The Correct Option is C

This problem can be solved using Heisenberg's uncertainty principle, which states: \[ \Delta x \cdot \Delta p \geq \frac{h}{4\pi} \] where \( \Delta x \) is the uncertainty in position and \( \Delta p \) is the uncertainty in momentum. Momentum \( p \) is given by: \[ p = mv \] where \( m \) is the mass and \( v \) is the velocity of the particle. The uncertainty in momentum \( \Delta p \) is: \[ \Delta p = m \Delta v \] where \( \Delta v \) is the uncertainty in velocity.

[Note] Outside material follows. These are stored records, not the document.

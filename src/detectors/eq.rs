//! EQ and filtering from the long-term spectrum
//!
//! Compares mean levels (dB) of the averaged magnitude spectrum across bands:
//!
//! ```text
//! Band       | Range         | Indicator
//! -----------|---------------|------------------------------------
//! Low        | < 150 Hz      | mid - low > 20 dB   -> high-pass
//! Mid        | 300 - 3000 Hz | reference
//! High       | > 8 kHz       | mid - high > 35 dB  -> low-pass
//! Presence   | 2 - 5 kHz     | > 5 dB above 1-2 kHz and 5-8 kHz
//! ```
//!
//! A band with no bins at this sample rate is skipped.

use super::{EffectKind, EffectResult, MAX_CONFIDENCE};
use crate::analyzer::AnalysisContext;
use crate::dsp::features::{frame_centroid, mean_flatness, mean_rolloff};
use crate::dsp::stats::{mean, round_to};
use crate::dsp::EPSILON;
use crate::error::DetectorFailure;

const LOW_BAND_MAX_HZ: f64 = 150.0;
const MID_BAND: (f64, f64) = (300.0, 3000.0);
const HIGH_BAND_MIN_HZ: f64 = 8000.0;
const PRESENCE_BAND: (f64, f64) = (2000.0, 5000.0);
const BELOW_PRESENCE: (f64, f64) = (1000.0, 2000.0);
const ABOVE_PRESENCE: (f64, f64) = (5000.0, 8000.0);

const HIGH_PASS_DB: f64 = 20.0;
const LOW_PASS_DB: f64 = 35.0;
const PRESENCE_BOOST_DB: f64 = 5.0;

fn band_mean(spectrum_db: &[f64], freqs: &[f64], keep: impl Fn(f64) -> bool) -> Option<f64> {
    let values: Vec<f64> = spectrum_db
        .iter()
        .zip(freqs)
        .filter(|(_, &f)| keep(f))
        .map(|(&v, _)| v)
        .collect();
    if values.is_empty() {
        None
    } else {
        Some(mean(&values))
    }
}

pub fn detect(ctx: &AnalysisContext<'_>) -> Result<EffectResult, DetectorFailure> {
    let mut result = EffectResult::new(EffectKind::EqFiltering);
    let stft = ctx.stft();
    let freqs = stft.frequencies();
    let avg = stft.average_spectrum();
    let avg_db: Vec<f64> = avg.iter().map(|&m| 20.0 * (m + EPSILON).log10()).collect();

    result.param("spectral_centroid_hz", round_to(frame_centroid(&avg, &freqs), 1));
    result.param("spectral_rolloff_hz", round_to(mean_rolloff(stft), 1));

    let low = band_mean(&avg_db, &freqs, |f| f < LOW_BAND_MAX_HZ);
    let mid = band_mean(&avg_db, &freqs, |f| f > MID_BAND.0 && f < MID_BAND.1);
    let high = band_mean(&avg_db, &freqs, |f| f > HIGH_BAND_MIN_HZ);

    if let (Some(low), Some(mid)) = (low, mid) {
        let hp_diff = mid - low;
        if hp_diff > HIGH_PASS_DB {
            result.add(0.3);
            result.param("high_pass_detected", true);
            result.param("hp_cutoff_estimate_hz", "~150Hz");
            result.evidence(format!(
                "Steep low-frequency rolloff: {:.1}dB below midrange",
                hp_diff
            ));
        }
    }

    if let (Some(high), Some(mid)) = (high, mid) {
        let lp_diff = mid - high;
        if lp_diff > LOW_PASS_DB {
            result.add(0.2);
            result.param("low_pass_detected", true);
            result.evidence(format!(
                "Steep high-frequency rolloff: {:.1}dB below midrange",
                lp_diff
            ));
        }
    }

    let presence = band_mean(&avg_db, &freqs, |f| {
        f > PRESENCE_BAND.0 && f < PRESENCE_BAND.1
    });
    let surrounding = band_mean(&avg_db, &freqs, |f| {
        (f > BELOW_PRESENCE.0 && f < BELOW_PRESENCE.1) || (f > ABOVE_PRESENCE.0 && f < ABOVE_PRESENCE.1)
    });
    if let (Some(presence), Some(surrounding)) = (presence, surrounding) {
        let boost = presence - surrounding;
        if boost > PRESENCE_BOOST_DB {
            result.add(0.2);
            result.param("presence_boost_db", round_to(boost, 1));
            result.evidence(format!("Presence boost: +{:.1}dB in 2-5kHz range", boost));
        }
    }

    result.param("spectral_flatness", round_to(mean_flatness(stft), 4));

    result.confidence = result.confidence.min(MAX_CONFIDENCE);
    if result.evidence.is_empty() {
        result.evidence("Spectral shape appears within normal range");
    }
    Ok(result.finish())
}

#[cfg(test)]
mod tests {
    use super::*;
    use crate::audio::AudioBuffer;
    use crate::backends::Capabilities;
    use crate::detectors::test_signals::{band_limited_noise, noise};
    use crate::detectors::ParamValue;

    fn run(samples: Vec<f64>, sample_rate: u32) -> EffectResult {
        let buffer = AudioBuffer::new(samples, sample_rate);
        let caps = Capabilities::baseline_only();
        detect(&AnalysisContext::new(&buffer, &caps)).unwrap()
    }

    #[test]
    fn test_white_noise_is_flat() {
        let result = run(noise(44100, 0.3, 7), 22050);
        assert_eq!(result.confidence, 0.0, "{:?}", result.evidence);
        assert_eq!(result.evidence, vec!["Spectral shape appears within normal range"]);
    }

    #[test]
    fn test_band_limited_voice_range() {
        let result = run(band_limited_noise(44100, 300.0, 3000.0, 22050), 22050);
        assert_eq!(result.params.get("high_pass_detected"), Some(&ParamValue::Flag(true)));
        assert_eq!(result.params.get("low_pass_detected"), Some(&ParamValue::Flag(true)));
        assert!(result.confidence >= 0.5 - 1e-9, "{}", result.confidence);
    }

    #[test]
    fn test_low_sample_rate_skips_high_band() {
        // Nyquist 4 kHz: no bins above 8 kHz, no 5-8 kHz band
        let result = run(noise(16000, 0.3, 3), 8000);
        assert!(!result.params.contains_key("low_pass_detected"));
        assert!(result.confidence <= MAX_CONFIDENCE);
    }
}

Now, the uncertainty principle equation becomes: \[ \Delta x \cdot m \Delta v \geq \frac{h}{4\pi} \] Solving for \( \Delta v \): \[ \Delta v \geq \frac{h}{4\pi m \Delta x} \] Given: - \( h = 6.63 \times 10^{-34} \) J·s, - \( m = 6.63 \times 10^{-28} \) g \( = 6.63 \times 10^{-31} \) kg, - \( \Delta x = 1 \) Å \( = 10^{-10} \) m, Substitute the values into the equation: \[ \Delta v \geq \frac{6.63 \times 10^{-34}}{4\pi \times 6.63 \times 10^{-31} \times 10^{-10}} = 8 \times 10^5 \, \text{ms}^{-1} \]

Thus, the correct option is (C) : \(8×10^5\)

Answer 2

To find the uncertainty in velocity, we use the Heisenberg Uncertainty Principle: 

\(\Delta x \cdot \Delta p \geq \frac{h}{4\pi}\)
Since \(\Delta p = m \cdot \Delta v\), we have: 

\[ \Delta x \cdot m \cdot \Delta v \geq \frac{h}{4\pi} \] \[ \Delta v \geq \frac{h}{4\pi m \Delta x} \]

 Given:
- \(h = 6.63 \times 10^{-34}\, \text{Js}\)
- \(m = 6.63 \times 10^{-28}\, \text{g} = 6.63 \times 10^{-31}\, \text{kg}\)
- \(\Delta x = 1\, \text{Å} = 1 \times 10^{-10}\, \text{m}\) 
Now substitute the values: \[ \Delta v \geq \frac{6.63 \times 10^{-34}}{4\pi \times 6.63 \times 10^{-31} \times 1 \times 10^{-10}} \] \[ \Delta v \geq \frac{1}{4\pi \times 10^{-41}} \approx \frac{1}{1.26 \times 10^{-40}} \approx 7.96 \times 10^5 \] 
Final Answer: 8×10⁵ ms^-1